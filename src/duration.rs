use chrono::Duration;
use thiserror::Error;

#[derive(Debug, Clone, PartialEq, Eq, Error)]
pub enum DurationError {
    #[error("invalid duration {0:?}")]
    Invalid(String),
    #[error("missing unit in duration {0:?}")]
    MissingUnit(String),
    #[error("unknown unit {unit:?} in duration {input:?}")]
    UnknownUnit { unit: String, input: String },
}

const NANOS_PER_SECOND: u64 = 1_000_000_000;

// Both micro signs are accepted: U+00B5 and U+03BC.
const UNITS: &[(&str, u64)] = &[
    ("ns", 1),
    ("us", 1_000),
    ("\u{00b5}s", 1_000),
    ("\u{03bc}s", 1_000),
    ("ms", 1_000_000),
    ("s", NANOS_PER_SECOND),
    ("m", 60 * NANOS_PER_SECOND),
    ("h", 3600 * NANOS_PER_SECOND),
];

// Magnitude of i64::MIN; the largest value a negative duration may reach.
const LIMIT: u64 = 1 << 63;

/// Parse a duration such as `"90s"`, `"2m"`, `"1h30m"`, `"1.5h"` or `"-5m"`.
pub fn parse_duration(input: &str) -> Result<Duration, DurationError> {
    let invalid = || DurationError::Invalid(input.to_string());

    let mut s = input;
    let mut negative = false;
    if let Some(rest) = s.strip_prefix('-') {
        negative = true;
        s = rest;
    } else if let Some(rest) = s.strip_prefix('+') {
        s = rest;
    }
    if s == "0" {
        return Ok(Duration::zero());
    }
    if s.is_empty() {
        return Err(invalid());
    }

    let mut total: u64 = 0;
    while !s.is_empty() {
        let first = s.as_bytes()[0];
        if !(first == b'.' || first.is_ascii_digit()) {
            return Err(invalid());
        }

        let (whole, rest) = leading_int(s).ok_or_else(invalid)?;
        let has_whole = rest.len() != s.len();
        s = rest;

        let mut fraction = 0u64;
        let mut scale = 1.0f64;
        let mut has_fraction = false;
        if let Some(rest) = s.strip_prefix('.') {
            let (f, sc, after) = leading_fraction(rest);
            has_fraction = after.len() != rest.len();
            fraction = f;
            scale = sc;
            s = after;
        }
        if !has_whole && !has_fraction {
            return Err(invalid());
        }

        let unit_end = s
            .bytes()
            .position(|b| b == b'.' || b.is_ascii_digit())
            .unwrap_or(s.len());
        if unit_end == 0 {
            return Err(DurationError::MissingUnit(input.to_string()));
        }
        let (unit, rest) = s.split_at(unit_end);
        s = rest;
        let multiplier = UNITS
            .iter()
            .find(|(name, _)| *name == unit)
            .map(|(_, m)| *m)
            .ok_or_else(|| DurationError::UnknownUnit {
                unit: unit.to_string(),
                input: input.to_string(),
            })?;

        if whole > LIMIT / multiplier {
            return Err(invalid());
        }
        let mut value = whole * multiplier;
        if fraction > 0 {
            value += (fraction as f64 * (multiplier as f64 / scale)) as u64;
            if value > LIMIT {
                return Err(invalid());
            }
        }
        total = total.checked_add(value).ok_or_else(invalid)?;
        if total > LIMIT {
            return Err(invalid());
        }
    }

    if negative {
        let nanos = if total == LIMIT { i64::MIN } else { -(total as i64) };
        return Ok(Duration::nanoseconds(nanos));
    }
    if total > LIMIT - 1 {
        return Err(invalid());
    }
    Ok(Duration::nanoseconds(total as i64))
}

fn leading_int(s: &str) -> Option<(u64, &str)> {
    let mut x: u64 = 0;
    let mut consumed = 0;
    for b in s.bytes() {
        if !b.is_ascii_digit() {
            break;
        }
        if x > LIMIT / 10 {
            return None;
        }
        x = x * 10 + u64::from(b - b'0');
        if x > LIMIT {
            return None;
        }
        consumed += 1;
    }
    Some((x, &s[consumed..]))
}

// Digits past the representable precision are consumed but ignored.
fn leading_fraction(s: &str) -> (u64, f64, &str) {
    let mut x: u64 = 0;
    let mut scale = 1.0f64;
    let mut overflow = false;
    let mut consumed = 0;
    for b in s.bytes() {
        if !b.is_ascii_digit() {
            break;
        }
        consumed += 1;
        if overflow {
            continue;
        }
        if x > (LIMIT - 1) / 10 {
            overflow = true;
            continue;
        }
        let y = x * 10 + u64::from(b - b'0');
        if y > LIMIT {
            overflow = true;
            continue;
        }
        x = y;
        scale *= 10.0;
    }
    (x, scale, &s[consumed..])
}

fn total_nanos(d: Duration) -> i128 {
    i128::from(d.num_seconds()) * i128::from(NANOS_PER_SECOND) + i128::from(d.subsec_nanos())
}

/// The duration as floating-point seconds.
pub fn seconds(d: Duration) -> f64 {
    let nanos = total_nanos(d);
    let per_second = i128::from(NANOS_PER_SECOND);
    (nanos / per_second) as f64 + (nanos % per_second) as f64 / 1e9
}

/// Seconds as the shortest plain decimal that round-trips, e.g. `120` or `60.5`.
pub fn format_seconds(d: Duration) -> String {
    format!("{}", seconds(d))
}

/// Render a duration as `2m0s`, `1h30m0s`, `1.5s` or `300ms`.
pub fn format_duration(d: Duration) -> String {
    let nanos = total_nanos(d);
    let negative = nanos < 0;
    let mut u = nanos.unsigned_abs();

    let body = if u < u128::from(NANOS_PER_SECOND) {
        if u == 0 {
            return "0s".to_string();
        }
        let (prec, unit) = if u < 1_000 {
            (0, "ns")
        } else if u < 1_000_000 {
            (3, "\u{00b5}s")
        } else {
            (6, "ms")
        };
        let (frac, whole) = split_fraction(u, prec);
        format!("{whole}{frac}{unit}")
    } else {
        let (frac, secs) = split_fraction(u, 9);
        u = secs;
        let mut out = format!("{}{}s", u % 60, frac);
        u /= 60;
        if u > 0 {
            out = format!("{}m{}", u % 60, out);
            u /= 60;
            if u > 0 {
                out = format!("{u}h{out}");
            }
        }
        out
    };

    if negative {
        format!("-{body}")
    } else {
        body
    }
}

fn split_fraction(v: u128, prec: u32) -> (String, u128) {
    if prec == 0 {
        return (String::new(), v);
    }
    let pow = 10u128.pow(prec);
    let frac = v % pow;
    if frac == 0 {
        return (String::new(), v / pow);
    }
    let digits = format!("{:0width$}", frac, width = prec as usize);
    (format!(".{}", digits.trim_end_matches('0')), v / pow)
}
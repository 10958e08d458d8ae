use anyhow::{Context, Result};
use async_trait::async_trait;
use k8s_openapi::api::core::v1::{Pod, Secret};
use kube::{
    api::{ListParams, Patch, PatchParams},
    Api, Client,
};
use tracing::debug;

use crate::error::Error;
use crate::types::PodSelector;

/// Resolves a pod name from a label selector.
#[async_trait]
pub trait PodLocator: Send + Sync {
    async fn find_pod(&self, namespace: &str, selector: &PodSelector) -> Result<String>;
}

/// Reads and writes single keys of Kubernetes secrets.
#[async_trait]
pub trait SecretStore: Send + Sync {
    async fn get_secret_value(&self, namespace: &str, secret: &str, key: &str) -> Result<String>;

    async fn set_secret_value(
        &self,
        namespace: &str,
        secret: &str,
        key: &str,
        value: &str,
    ) -> Result<()>;
}

pub struct KubePodLocator {
    client: Client,
}

impl KubePodLocator {
    pub fn new(client: Client) -> Self {
        Self { client }
    }
}

#[async_trait]
impl PodLocator for KubePodLocator {
    async fn find_pod(&self, namespace: &str, selector: &PodSelector) -> Result<String> {
        let pod_api: Api<Pod> = Api::namespaced(self.client.clone(), namespace);
        let labels = selector.to_string();
        let pods = pod_api
            .list(&ListParams::default().labels(&labels))
            .await
            .with_context(|| format!("listing pods in {} matching {}", namespace, labels))?;
        debug!("{} pod(s) in {} match {}", pods.items.len(), namespace, labels);

        let name = select_pod(&pods.items).ok_or_else(|| Error::PodNotFound {
            namespace: namespace.to_string(),
            selector: labels,
        })?;
        Ok(name)
    }
}

/// Prefer a running pod; otherwise take the first one listed.
pub fn select_pod(pods: &[Pod]) -> Option<String> {
    pods.iter()
        .find(|p| p.status.as_ref().and_then(|s| s.phase.as_deref()) == Some("Running"))
        .or_else(|| pods.first())
        .and_then(|p| p.metadata.name.clone())
}

pub struct KubeSecretStore {
    client: Client,
}

impl KubeSecretStore {
    pub fn new(client: Client) -> Self {
        Self { client }
    }
}

#[async_trait]
impl SecretStore for KubeSecretStore {
    async fn get_secret_value(&self, namespace: &str, secret: &str, key: &str) -> Result<String> {
        let secret_api: Api<Secret> = Api::namespaced(self.client.clone(), namespace);
        let found = secret_api
            .get(secret)
            .await
            .with_context(|| format!("fetching secret {}/{}", namespace, secret))?;
        Ok(secret_value(&found, secret, key)?)
    }

    async fn set_secret_value(
        &self,
        namespace: &str,
        secret: &str,
        key: &str,
        value: &str,
    ) -> Result<()> {
        let secret_api: Api<Secret> = Api::namespaced(self.client.clone(), namespace);
        let patch = serde_json::json!({ "stringData": { key: value } });
        secret_api
            .patch(secret, &PatchParams::default(), &Patch::Merge(&patch))
            .await
            .with_context(|| format!("updating secret {}/{}", namespace, secret))?;
        debug!("updated key {} of secret {}/{}", key, namespace, secret);
        Ok(())
    }
}

/// Decode one key of a secret's data as UTF-8.
pub fn secret_value(secret: &Secret, name: &str, key: &str) -> Result<String, Error> {
    let bytes = secret
        .data
        .as_ref()
        .and_then(|data| data.get(key))
        .ok_or_else(|| Error::SecretKeyMissing {
            secret: name.to_string(),
            key: key.to_string(),
        })?;
    String::from_utf8(bytes.0.clone()).map_err(|_| Error::SecretNotUtf8 {
        secret: name.to_string(),
        key: key.to_string(),
    })
}

#[cfg(test)]
mod tests {
    use super::*;
    use k8s_openapi::api::core::v1::PodStatus;
    use k8s_openapi::ByteString;
    use k8s_openapi::apimachinery::pkg::apis::meta::v1::ObjectMeta;
    use std::collections::BTreeMap;

    fn pod(name: &str, phase: &str) -> Pod {
        Pod {
            metadata: ObjectMeta {
                name: Some(name.to_string()),
                ..Default::default()
            },
            status: Some(PodStatus {
                phase: Some(phase.to_string()),
                ..Default::default()
            }),
            ..Default::default()
        }
    }

    #[test]
    fn test_select_pod_prefers_running() {
        let pods = vec![pod("tobs-0", "Pending"), pod("tobs-1", "Running")];
        assert_eq!(select_pod(&pods), Some("tobs-1".to_string()));
    }

    #[test]
    fn test_select_pod_falls_back_to_first() {
        let pods = vec![pod("tobs-0", "Pending"), pod("tobs-1", "Failed")];
        assert_eq!(select_pod(&pods), Some("tobs-0".to_string()));
        assert_eq!(select_pod(&[]), None);
    }

    #[test]
    fn test_secret_value() {
        let mut data = BTreeMap::new();
        data.insert("admin-password".to_string(), ByteString(b"kraken".to_vec()));
        data.insert("binary".to_string(), ByteString(vec![0xff, 0xfe]));
        let secret = Secret {
            data: Some(data),
            ..Default::default()
        };

        assert_eq!(
            secret_value(&secret, "tobs-grafana", "admin-password").unwrap(),
            "kraken"
        );
        assert!(matches!(
            secret_value(&secret, "tobs-grafana", "admin-user"),
            Err(Error::SecretKeyMissing { .. })
        ));
        assert!(matches!(
            secret_value(&secret, "tobs-grafana", "binary"),
            Err(Error::SecretNotUtf8 { .. })
        ));
        assert!(secret_value(&Secret::default(), "empty", "admin-password").is_err());
    }
}
//! Rule subsystem: the three control-document driven rule layers.
//!
//! # Data Flow
//! ```text
//! Object store (startup / reload)
//!     → loader.rs (fetch + parse control documents, per-feature)
//!     → auth.rs / redirect.rs / function.rs (normalize entries into rules)
//!     → table.rs (ordered RuleTable, duplicates replaced in place)
//!     → RuleSet (immutable, shared by every request)
//! ```
//!
//! # Design Decisions
//! - Tables keep control-document order; lookup is first-match-wins
//! - A bad rule is skipped and logged; the rest of its table survives
//! - A malformed document empties that feature only
//! - A missing document silently disables its feature

pub mod auth;
pub mod function;
pub mod loader;
pub mod redirect;
pub mod table;

use thiserror::Error;

use crate::routing::matcher::PatternError;

pub use auth::{AuthGate, AuthRule, AuthEntry};
pub use function::{FunctionDispatcher, FunctionRule, PathParams, RouteTemplate};
pub use loader::{load_rule_set, DocumentKind, LoadReport};
pub use redirect::{RedirectResolver, RedirectRule, RedirectEntry, TargetHost};
pub use table::{Keyed, RuleTable};

/// Why a single control-document entry was rejected.
#[derive(Debug, Error)]
pub enum RuleError {
    #[error(transparent)]
    Pattern(#[from] PatternError),

    #[error("entry '{pattern}' has an unexpected shape: {source}")]
    Shape {
        pattern: String,
        #[source]
        source: serde_json::Error,
    },

    #[error("credentials for '{0}' are not base64 'username:password'")]
    Credentials(String),

    #[error("redirect '{pattern}' has an invalid status '{status}'")]
    Status { pattern: String, status: String },

    #[error("redirect '{0}' has an empty target")]
    EmptyTarget(String),

    #[error("route template '{template}': {reason}")]
    Template { template: String, reason: String },

    #[error("route '{0}' has an empty function id")]
    EmptyFunctionId(String),
}

/// Every rule table plus the locale list, as one consistent snapshot.
#[derive(Debug, Clone, Default, PartialEq, Eq)]
pub struct RuleSet {
    pub auth: AuthGate,
    pub redirects: RedirectResolver,
    pub functions: FunctionDispatcher,
    pub locales: Vec<String>,
}

impl RuleSet {
    /// A rule set that intercepts nothing.
    pub fn empty() -> Self {
        Self::default()
    }
}
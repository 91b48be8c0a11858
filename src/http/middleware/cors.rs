//! Cross-origin handling.
//!
//! # Responsibilities
//! - Decide whether a request `Origin` is allowed
//! - Build the `CorsLayer` that reflects allowed origins (with credentials)
//! - Refuse OPTIONS from other origins when short-circuiting is enabled
//!
//! # Design Decisions
//! - Bare hosts in config mean `https://host`
//! - Entries containing regex metacharacters are full-match regexes
//! - An origin also matches when its `/`-suffixed form does
//! - The layer reads the allowed list from the current snapshot, so a
//!   reload changes it without rebuilding the server

use axum::{
    body::Body,
    extract::State,
    http::{header::ORIGIN, HeaderMap, HeaderValue, Method, Request},
    middleware::Next,
    response::Response,
};
use regex::Regex;
use tower_http::cors::{AllowHeaders, AllowMethods, AllowOrigin, CorsLayer};

use crate::config::CorsConfig;
use crate::http::response;
use crate::http::server::AppState;
use crate::routing::SharedRouter;

const REGEX_METACHARACTERS: &[char] = &['*', '\\', '[', ']', '?', '$', '^', '(', ')'];

/// Methods the edge answers, advertised in `Allow`.
pub const ALLOWED_METHODS: &str = "GET, HEAD, POST, OPTIONS";

#[derive(Debug, Clone)]
enum OriginMatcher {
    Literal(String),
    Regex(Regex),
}

impl OriginMatcher {
    fn parse(entry: &str) -> Self {
        let entry = entry.trim();
        let entry = if entry.starts_with("http://") || entry.starts_with("https://") {
            entry.to_string()
        } else {
            format!("https://{}", entry)
        };

        if !entry.contains(REGEX_METACHARACTERS) {
            return Self::Literal(entry);
        }

        match Regex::new(&format!("^(?:{})$", entry)) {
            Ok(regex) => Self::Regex(regex),
            Err(e) => {
                tracing::warn!(origin = %entry, error = %e, "Origin is not a valid regex, matching literally");
                Self::Literal(entry)
            }
        }
    }

    fn matches(&self, origin: &str) -> bool {
        match self {
            Self::Literal(literal) => literal == origin,
            Self::Regex(regex) => regex.is_match(origin),
        }
    }
}

/// Compiled `cors.allowed_origins`.
#[derive(Debug, Clone, Default)]
pub struct AllowedOrigins {
    matchers: Vec<OriginMatcher>,
    shortcircuit_options: bool,
}

impl AllowedOrigins {
    pub fn from_config(config: &CorsConfig) -> Self {
        Self {
            matchers: config
                .allowed_origins
                .iter()
                .filter(|o| !o.trim().is_empty())
                .map(|o| OriginMatcher::parse(o))
                .collect(),
            shortcircuit_options: config.shortcircuit_options,
        }
    }

    pub fn allows(&self, origin: &str) -> bool {
        let slashed = format!("{}/", origin);
        self.matchers
            .iter()
            .any(|m| m.matches(origin) || m.matches(&slashed))
    }

    /// The request's `Origin`, when present and allowed.
    pub fn allowed_origin<'h>(&self, headers: &'h HeaderMap) -> Option<&'h HeaderValue> {
        let origin = headers.get(ORIGIN)?;
        let allowed = origin.to_str().map(|o| self.allows(o)).unwrap_or(false);
        if !allowed {
            tracing::debug!(origin = ?origin, "Origin not in allowed list");
        }
        allowed.then_some(origin)
    }

    /// Whether OPTIONS requests are answered before any rule runs.
    pub fn shortcircuits(&self, method: &Method) -> bool {
        self.shortcircuit_options && method == Method::OPTIONS
    }
}

/// CORS for every response: allowed origins are reflected with credentials,
/// preflights echo the requested method and headers.
pub fn cors_layer(router: SharedRouter) -> CorsLayer {
    CorsLayer::new()
        .allow_origin(AllowOrigin::predicate(move |origin: &HeaderValue, _| {
            origin
                .to_str()
                .map(|o| router.snapshot().origins().allows(o))
                .unwrap_or(false)
        }))
        .allow_credentials(true)
        .allow_methods(AllowMethods::mirror_request())
        .allow_headers(AllowHeaders::mirror_request())
}

/// With `cors.shortcircuit_options`, OPTIONS from a disallowed origin gets
/// 403 before the `CorsLayer` answers it.
pub async fn options_guard(
    State(state): State<AppState>,
    request: Request<Body>,
    next: Next,
) -> Response {
    let refused = {
        let snapshot = state.router.snapshot();
        let origins = snapshot.origins();
        origins.shortcircuits(request.method()) && origins.allowed_origin(request.headers()).is_none()
    };

    if refused {
        tracing::debug!(path = request.uri().path(), "Rejecting OPTIONS from disallowed origin");
        return response::forbidden();
    }
    next.run(request).await
}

━━━━━━━━━━━━━━━━

Number of lines containing "when" in the material above: give that number alone.

■ **Result**
3